Es claro que el odio no tiene buena prensa en estos días; y quieren, por eso, convertirlo en delito para que todos juremos que no odiamos a nada ni a nadie por temor a ir presos. Es como aquel viejo dibujo en el que los ratones huyen aterrorizados cuando cae un papelito en el que dice «Miau».
Pero el odio no es más, según su definición y etimología, que la antipatía o aversión que se llega a tener por una cosa o una persona. No conlleva la exclusión ni la persecusión del otro; tampoco la destrucción de la cosa o el objeto odiado.
Por otra parte, esos dos vocablos -antipatía y aversión- señalan, también, la repugnancia natural que nos produce una persona o una cosa.
Cuando comenzamos a aprender, en nuestras casas, en el colegio, en la iglesia, y cuando en esos tres ámbitos se enseñaban los mismos valores y principios, aprendimos a amar al prójimo como a nosotros mismos, a odiar el pecado pero amar al pecador, que lo era tanto como nosotros podíamos serlo. Se nos enseñó a odiar la mentira y a hacernos cargo de las consecuencias de nuestros actos; a odiar la corrupción que ha envilecido a demasiados y empobrecido a todos los argentinos; a odiar la hipocresía de los que despotrican en privado contra lo mismo que aplauden en público; a odiar el egoísmo y la mezquindad.

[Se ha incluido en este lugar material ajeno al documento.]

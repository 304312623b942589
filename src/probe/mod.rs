//! 辅助探针模块：需要独立网络请求的证据来源
//! 每个探针各自持有连接并自行设置超时；失败只影响自身，由检测器转换为兜底标签

pub mod admin;
pub mod dns;
pub mod tls;

use std::sync::Arc;
use async_trait::async_trait;
use url::Url;

use crate::error::{WebTechError, WtResult};
use crate::rule::{LabelSet, Registry};

pub use self::admin::AdminPathProbe;
pub use self::dns::DnsMailProbe;
pub use self::tls::TlsInspector;

/// 探针输入：目标URL及其派生信息
#[derive(Debug, Clone)]
pub struct ProbeTarget {
    pub url: Url,
    /// 主机名（不含端口）
    pub host: String,
    /// `scheme://host[:port]`，不带结尾斜杠
    pub origin: String,
    pub registry: Arc<Registry>,
}

impl ProbeTarget {
    pub fn new(url: Url, registry: Arc<Registry>) -> WtResult<Self> {
        let host = url
            .host_str()
            .ok_or_else(|| WebTechError::InvalidInput(format!("URL缺少主机名：{}", url)))?
            .trim_start_matches('[')
            .trim_end_matches(']')
            .to_string();
        let origin = url.origin().ascii_serialization();
        Ok(Self {
            url,
            host,
            origin,
            registry,
        })
    }

    /// 主机是否为IP字面量
    pub fn host_is_ip(&self) -> bool {
        self.host.parse::<std::net::IpAddr>().is_ok()
    }
}

/// 辅助探针接口
#[async_trait]
pub trait Probe: Send + Sync {
    /// 探针名称，用于日志输出
    fn name(&self) -> &'static str;

    /// 执行探测；返回的错误只在检测器内部消化
    async fn probe(&self, target: &ProbeTarget) -> WtResult<LabelSet>;

    /// 探测失败（错误/超时/任务异常）时输出的标签，默认为空
    fn fallback(&self) -> LabelSet {
        LabelSet::new()
    }
}
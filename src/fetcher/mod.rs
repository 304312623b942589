//! 主请求模块：获取目标URL的响应快照
//! `Fetcher` 为可替换接口，默认实现基于 reqwest

use std::time::Duration;
use async_trait::async_trait;
use reqwest::header::{HeaderMap, USER_AGENT};
use reqwest::Client;
use tracing::debug;
use url::Url;

use crate::config::DetectorConfig;
use crate::error::{WebTechError, WtResult};
use crate::extractor::{DocumentParser, HtmlDocument};
use crate::utils::HeaderConverter;

/// 原始HTTP响应（主请求的结果）
#[derive(Debug, Clone)]
pub struct RawResponse {
    /// 跟随重定向后的最终URL
    pub final_url: Url,
    pub status: u16,
    pub headers: HeaderMap,
    pub body: String,
}

/// 单次HTTP交换的只读快照 + 解析后的文档树
#[derive(Debug, Clone)]
pub struct FetchResult {
    url: Url,
    status: u16,
    headers: HeaderMap,
    body: String,
    body_lower: String,
    document: HtmlDocument,
}

impl FetchResult {
    /// 由原始响应构建快照（文档解析在此一次完成）
    pub fn new(response: RawResponse, parser: &dyn DocumentParser) -> Self {
        let document = parser.parse(&response.body);
        let body_lower = response.body.to_lowercase();
        Self {
            url: response.final_url,
            status: response.status,
            headers: response.headers,
            body: response.body,
            body_lower,
            document,
        }
    }

    pub fn url(&self) -> &Url {
        &self.url
    }

    pub fn status(&self) -> u16 {
        self.status
    }

    pub fn headers(&self) -> &HeaderMap {
        &self.headers
    }

    /// 忽略大小写读取Header
    pub fn header(&self, name: &str) -> Option<String> {
        HeaderConverter::get(&self.headers, name).map(|v| v.into_owned())
    }

    /// 同名多值Header合并后的值
    pub fn header_joined(&self, name: &str) -> Option<String> {
        HeaderConverter::joined(&self.headers, name)
    }

    pub fn has_header(&self, name: &str) -> bool {
        HeaderConverter::contains(&self.headers, name)
    }

    pub fn body(&self) -> &str {
        &self.body
    }

    /// 小写化后的响应体（子串匹配忽略大小写时使用）
    pub fn body_lower(&self) -> &str {
        &self.body_lower
    }

    pub fn document(&self) -> &HtmlDocument {
        &self.document
    }
}

/// 主请求接口
#[async_trait]
pub trait Fetcher: Send + Sync {
    async fn fetch(&self, url: &Url) -> WtResult<RawResponse>;
}

/// 基于 reqwest 的HTTP获取器
#[derive(Debug, Clone)]
pub struct HttpFetcher {
    client: Client,
    user_agent: String,
    timeout: Duration,
}

impl HttpFetcher {
    pub fn new(config: &DetectorConfig) -> WtResult<Self> {
        let client = Client::builder()
            .timeout(config.fetch_timeout)
            .connect_timeout(config.fetch_timeout)
            .build()?;
        Ok(Self {
            client,
            user_agent: config.user_agent.clone(),
            timeout: config.fetch_timeout,
        })
    }
}

#[async_trait]
impl Fetcher for HttpFetcher {
    async fn fetch(&self, url: &Url) -> WtResult<RawResponse> {
        let response = self
            .client
            .get(url.clone())
            .header(USER_AGENT, &self.user_agent)
            .timeout(self.timeout)
            .send()
            .await
            .map_err(|e| WebTechError::FetchFailure(format!("{}: {}", url, e)))?;

        let final_url = response.url().clone();
        let status = response.status().as_u16();
        let headers = response.headers().clone();
        let body = response
            .text()
            .await
            .map_err(|e| WebTechError::FetchFailure(format!("读取响应体失败 {}: {}", url, e)))?;

        debug!(
            "Fetched {} | status: {} | header count: {} | body length: {}",
            final_url,
            status,
            headers.len(),
            body.len()
        );

        Ok(RawResponse {
            final_url,
            status,
            headers,
            body,
        })
    }
}
//! 签名库：有序、只读的技术签名集合
//! 构建完成后不可修改，检测期间以 Arc 共享，无需加锁

use std::collections::HashSet;
use std::sync::Arc;
use once_cell::sync::Lazy;

use super::model::TechnologySignature;
use crate::error::{WebTechError, WtResult};

/// 内置签名库（进程级单例，首次访问时构建）
pub static BUILTIN_REGISTRY: Lazy<Arc<Registry>> = Lazy::new(|| Arc::new(Registry::builtin()));

#[derive(Debug, Clone, Default)]
pub struct Registry {
    signatures: Vec<TechnologySignature>,
}

impl Registry {
    /// 从签名列表构建，逐条校验并拒绝重名
    pub fn new(signatures: Vec<TechnologySignature>) -> WtResult<Self> {
        let mut seen = HashSet::with_capacity(signatures.len());
        for sig in &signatures {
            sig.validate()?;
            if !seen.insert(sig.name.as_str()) {
                return Err(WebTechError::InvalidSignature(format!(
                    "重复的签名名称：{}",
                    sig.name
                )));
            }
        }
        Ok(Self { signatures })
    }

    /// 按声明顺序遍历
    pub fn iter(&self) -> std::slice::Iter<'_, TechnologySignature> {
        self.signatures.iter()
    }

    pub fn len(&self) -> usize {
        self.signatures.len()
    }

    pub fn is_empty(&self) -> bool {
        self.signatures.is_empty()
    }

    pub fn get(&self, name: &str) -> Option<&TechnologySignature> {
        self.signatures.iter().find(|s| s.name == name)
    }

    /// 带后台路径的签名
    pub fn with_admin_paths(&self) -> impl Iterator<Item = (&str, &str)> {
        self.signatures
            .iter()
            .filter_map(|s| s.admin_path.as_deref().map(|p| (s.name.as_str(), p)))
    }

    /// 内置签名库
    pub fn builtin() -> Self {
        let signatures = vec![
            TechnologySignature::new("WordPress")
                .html(["wp-content", "wp-includes"])
                .meta_generator("WordPress")
                .admin_path("/wp-admin/"),
            TechnologySignature::new("Joomla")
                .html(["/components/com_", "/modules/mod_"])
                .meta_generator("Joomla")
                .admin_path("/administrator/"),
            TechnologySignature::new("Drupal")
                .html(["sites/all", "drupal.js"])
                .meta_generator("Drupal")
                .admin_path("/user/login"),
            TechnologySignature::new("Bootstrap")
                .html([r#"class="container""#, r#"class="row""#])
                .styles(["bootstrap.min.css", "bootstrap.css"]),
            TechnologySignature::new("jQuery").scripts(["jquery.js", "jquery.min.js"]),
            TechnologySignature::new("React")
                .scripts(["react.js", "react.min.js"])
                .html(["data-reactroot", "react-app"]),
            TechnologySignature::new("Angular").html(["ng-app", "ng-controller"]),
            TechnologySignature::new("Vue.js").html(["v-app", "v-bind"]),
            TechnologySignature::new("Magento")
                .html(["Mage.Cookies", "magento"])
                .admin_path("/admin/"),
            TechnologySignature::new("Shopify")
                .html(["Shopify.shop", "/cdn.shopify.com/"])
                .scripts(["shopify.js"]),
            TechnologySignature::new("WooCommerce")
                .html(["woocommerce", "wc-"])
                .styles(["woocommerce.css"]),
            TechnologySignature::new("AWS").header("Server", "AmazonS3"),
            TechnologySignature::new("Azure").header("Server", "Microsoft-IIS"),
            TechnologySignature::new("Cloudflare").header("Server", "cloudflare"),
            TechnologySignature::new("Tailwind CSS").html([r#"class=""#, "lg:", "md:", "sm:"]),
            TechnologySignature::new("Foundation").html([r#"class="row""#, r#"class="column""#]),
        ];
        Self { signatures }
    }
}

impl<'a> IntoIterator for &'a Registry {
    type Item = &'a TechnologySignature;
    type IntoIter = std::slice::Iter<'a, TechnologySignature>;

    fn into_iter(self) -> Self::IntoIter {
        self.signatures.iter()
    }
}

#[cfg(test)]
mod tests {
    use super::*;

    #[test]
    fn test_builtin_registry_is_valid() {
        let builtin = Registry::builtin();
        let rebuilt = Registry::new(builtin.iter().cloned().collect()).unwrap();
        assert_eq!(rebuilt.len(), 16);
        assert_eq!(BUILTIN_REGISTRY.len(), 16);
    }

    #[test]
    fn test_registry_keeps_declaration_order() {
        let names: Vec<_> = Registry::builtin().iter().map(|s| s.name.clone()).collect();
        assert_eq!(names.first().map(String::as_str), Some("WordPress"));
        assert_eq!(names.last().map(String::as_str), Some("Foundation"));
    }

    #[test]
    fn test_duplicate_names_rejected() {
        let result = Registry::new(vec![
            TechnologySignature::new("A").html(["a"]),
            TechnologySignature::new("A").html(["b"]),
        ]);
        assert!(matches!(result, Err(WebTechError::InvalidSignature(_))));
    }

    #[test]
    fn test_admin_paths() {
        let registry = Registry::builtin();
        let paths: Vec<_> = registry.with_admin_paths().collect();
        assert_eq!(
            paths,
            vec![
                ("WordPress", "/wp-admin/"),
                ("Joomla", "/administrator/"),
                ("Drupal", "/user/login"),
                ("Magento", "/admin/"),
            ]
        );
    }
}
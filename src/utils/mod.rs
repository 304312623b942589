//! 工具模块：Header读取转换与版本提取
pub mod header_converter;
pub mod version_extractor;

pub use self::header_converter::HeaderConverter;
pub use self::version_extractor::VersionExtractor;
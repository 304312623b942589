//! 检测模块：通道匹配、响应启发式与检测器聚合逻辑
pub mod analyzer;
pub mod heuristics;
pub mod detector;
pub mod global;

// 导出核心接口
pub use self::analyzer::{
    run_channel_matchers, BodyMatcher, ChannelMatcher, HeaderMatcher, MetaGeneratorMatcher,
    ScriptMatcher, StylesheetMatcher,
};
pub use self::heuristics::{run_response_analyzers, ResponseAnalyzer};
pub use self::detector::{DetectResult, TechDetector};
pub use self::global::{detect_url, get_global_detector, init_detector, init_detector_with_config};
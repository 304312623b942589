//! rswebtech 命令行入口
//! 传入URL时逐个检测；未传入URL时进入交互模式（输入 quit 退出）

use std::path::PathBuf;
use std::time::Duration;

use anyhow::{Context, Result};
use clap::Parser;
use tokio::io::{AsyncBufReadExt, AsyncWriteExt, BufReader};
use tracing_subscriber::{fmt, EnvFilter};

use rswebtech::{ConfigManager, DetectResult, TechDetector};

#[derive(Parser, Debug)]
#[command(name = "rswebtech")]
#[command(version, about = "Fingerprint the technology stack behind a URL", long_about = None)]
struct Cli {
    /// URLs to analyze; bare hosts default to https://
    urls: Vec<String>,

    /// Print results as JSON
    #[arg(long)]
    json: bool,

    /// Network timeout in seconds (primary fetch and every probe call)
    #[arg(short, long)]
    timeout: Option<u64>,

    /// Custom signature file (JSON array of signatures)
    #[arg(short, long)]
    rules: Option<PathBuf>,

    /// Increase verbosity (-v, -vv)
    #[arg(short, long, action = clap::ArgAction::Count)]
    verbose: u8,
}

#[tokio::main]
async fn main() -> Result<()> {
    let cli = Cli::parse();
    init_logging(cli.verbose);

    let mut builder = ConfigManager::custom();
    if let Some(secs) = cli.timeout {
        builder = builder.all_timeouts(Duration::from_secs(secs.max(1)));
    }
    if let Some(path) = &cli.rules {
        builder = builder.signature_file(path);
    }
    let detector = TechDetector::new(builder.build())
        .await
        .context("failed to initialize detector")?;

    if cli.urls.is_empty() {
        interactive(&detector, cli.json).await
    } else {
        for url in &cli.urls {
            analyze(&detector, url, cli.json).await?;
        }
        Ok(())
    }
}

fn init_logging(verbose: u8) {
    let log_level = match verbose {
        0 => "warn",
        1 => "debug",
        _ => "trace",
    };

    let filter = EnvFilter::try_from_default_env()
        .unwrap_or_else(|_| EnvFilter::new(log_level));

    fmt()
        .with_env_filter(filter)
        .with_writer(std::io::stderr)
        .compact()
        .init();
}

/// 裸主机名补全为 https://
fn normalize_url(input: &str) -> String {
    let input = input.trim();
    if input.starts_with("http://") || input.starts_with("https://") {
        input.to_string()
    } else {
        format!("https://{}", input)
    }
}

async fn analyze(detector: &TechDetector, input: &str, json: bool) -> Result<()> {
    let url = normalize_url(input);
    if !json {
        println!("\nAnalyzing {}... Please wait.", url);
    }
    match detector.detect(&url).await {
        Ok(result) => print_result(&result, json)?,
        Err(e) => {
            if json {
                println!("{}", serde_json::json!({ "url": url, "error": e.to_string(), "labels": [] }));
            } else {
                println!("Could not analyze {}: {}", url, e);
            }
        }
    }
    Ok(())
}

fn print_result(result: &DetectResult, json: bool) -> Result<()> {
    if json {
        println!("{}", serde_json::to_string_pretty(result)?);
        return Ok(());
    }
    if result.is_empty() {
        println!("\nNo technologies detected.");
    } else {
        println!("\nDetected technologies and features:");
        for label in &result.labels {
            println!("  • {}", label);
        }
    }
    println!("\n{}", "=".repeat(50));
    Ok(())
}

async fn interactive(detector: &TechDetector, json: bool) -> Result<()> {
    let mut lines = BufReader::new(tokio::io::stdin()).lines();
    let mut stdout = tokio::io::stdout();
    loop {
        stdout
            .write_all(b"\nEnter a URL to analyze (or 'quit' to exit): ")
            .await?;
        stdout.flush().await?;

        let Some(line) = lines.next_line().await? else {
            break;
        };
        let line = line.trim();
        if line.is_empty() {
            continue;
        }
        if line.eq_ignore_ascii_case("quit") {
            break;
        }
        analyze(detector, line, json).await?;
    }
    Ok(())
}
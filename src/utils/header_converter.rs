//! Header读取与格式转换工具
//! HeaderMap 本身按名称忽略大小写查找，这里统一处理非UTF8值与多值Header

use std::borrow::Cow;
use reqwest::header::{HeaderMap, HeaderName, HeaderValue};
use tracing::warn;

use crate::error::{WebTechError, WtResult};

/// Header转换工具
pub struct HeaderConverter;

impl HeaderConverter {
    /// 读取Header首个非空值；非UTF8字节做有损转换
    pub fn get<'a>(headers: &'a HeaderMap, name: &str) -> Option<Cow<'a, str>> {
        headers
            .get_all(name)
            .iter()
            .map(|v| String::from_utf8_lossy(v.as_bytes()))
            .find(|v| !v.trim().is_empty())
            .or_else(|| {
                headers
                    .get(name)
                    .map(|v| String::from_utf8_lossy(v.as_bytes()))
            })
    }

    /// Header是否存在（值可为空）
    pub fn contains(headers: &HeaderMap, name: &str) -> bool {
        headers.contains_key(name)
    }

    /// Header值是否包含子串（均忽略大小写）
    pub fn value_contains(headers: &HeaderMap, name: &str, expected: &str) -> bool {
        let expected = expected.to_lowercase();
        headers
            .get_all(name)
            .iter()
            .any(|v| String::from_utf8_lossy(v.as_bytes()).to_lowercase().contains(&expected))
    }

    /// 同名多值Header按 `, ` 合并为一个值（如 `PleskLin, PHP/7.4.33`）
    pub fn joined(headers: &HeaderMap, name: &str) -> Option<String> {
        let values: Vec<_> = headers
            .get_all(name)
            .iter()
            .map(|v| String::from_utf8_lossy(v.as_bytes()))
            .collect();
        if values.is_empty() {
            None
        } else {
            Some(values.join(", "))
        }
    }

    /// 由 (名称, 值) 列表构造HeaderMap；非法名称/值直接报错
    pub fn from_pairs<K, V, I>(pairs: I) -> WtResult<HeaderMap>
    where
        I: IntoIterator<Item = (K, V)>,
        K: AsRef<str>,
        V: AsRef<str>,
    {
        let mut header_map = HeaderMap::new();
        for (key, value) in pairs {
            let (key, value) = (key.as_ref(), value.as_ref());
            let header_name = HeaderName::from_bytes(key.as_bytes())
                .map_err(|e| WebTechError::InvalidInput(format!("无效Header名称：{}，错误：{}", key, e)))?;
            let header_value = HeaderValue::from_str(value)
                .map_err(|e| WebTechError::InvalidInput(format!("无效Header值：{}，错误：{}", value, e)))?;
            header_map.append(header_name, header_value);
        }
        if header_map.len() > 1000 {
            warn!("Header count {} exceeds 1000", header_map.len());
        }
        Ok(header_map)
    }
}

#[cfg(test)]
mod tests {
    use super::*;

    #[test]
    fn test_case_insensitive_lookup() {
        let headers = HeaderConverter::from_pairs([("Server", "Cloudflare-Edge")]).unwrap();
        assert_eq!(HeaderConverter::get(&headers, "server").as_deref(), Some("Cloudflare-Edge"));
        assert!(HeaderConverter::contains(&headers, "SERVER"));
        assert!(HeaderConverter::value_contains(&headers, "Server", "cloudflare"));
        assert!(!HeaderConverter::value_contains(&headers, "Server", "nginx"));
        assert!(!HeaderConverter::value_contains(&headers, "X-Powered-By", ""));
    }

    #[test]
    fn test_multi_value_header() {
        let headers = HeaderConverter::from_pairs([
            ("Set-Cookie", "a=1"),
            ("Set-Cookie", "b=2"),
            ("Via", ""),
        ])
        .unwrap();
        assert_eq!(
            HeaderConverter::joined(&headers, "SET-COOKIE").as_deref(),
            Some("a=1, b=2")
        );
        assert_eq!(HeaderConverter::joined(&headers, "X-Missing"), None);
        assert!(HeaderConverter::value_contains(&headers, "set-cookie", "B=2"));
        assert_eq!(HeaderConverter::get(&headers, "via").as_deref(), Some(""));
    }

    #[test]
    fn test_invalid_header_name() {
        let result = HeaderConverter::from_pairs([("Bad Header", "x")]);
        assert!(matches!(result, Err(WebTechError::InvalidInput(_))));
    }
}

Amamos a Dios, Nuestro Señor, más allá de nuestras faltas; a nuestra Patria en su debilidad y degradación a la que la llevan, amamos a nuestras familias, a los amigos que alegrran y enriquecen nuestras vidas, amamos a aquellos con quienes compartimos las mismas ideas y respetamos a los que disienten y lo hacen noblemente.
Y, en mí caso, me reservo el derecho de odiar, en los términos que he dicho, a las personas o las cosas que se me dé la gana. Aunque me cueste la prisión una vez más.
Por Enrique Graci Susini.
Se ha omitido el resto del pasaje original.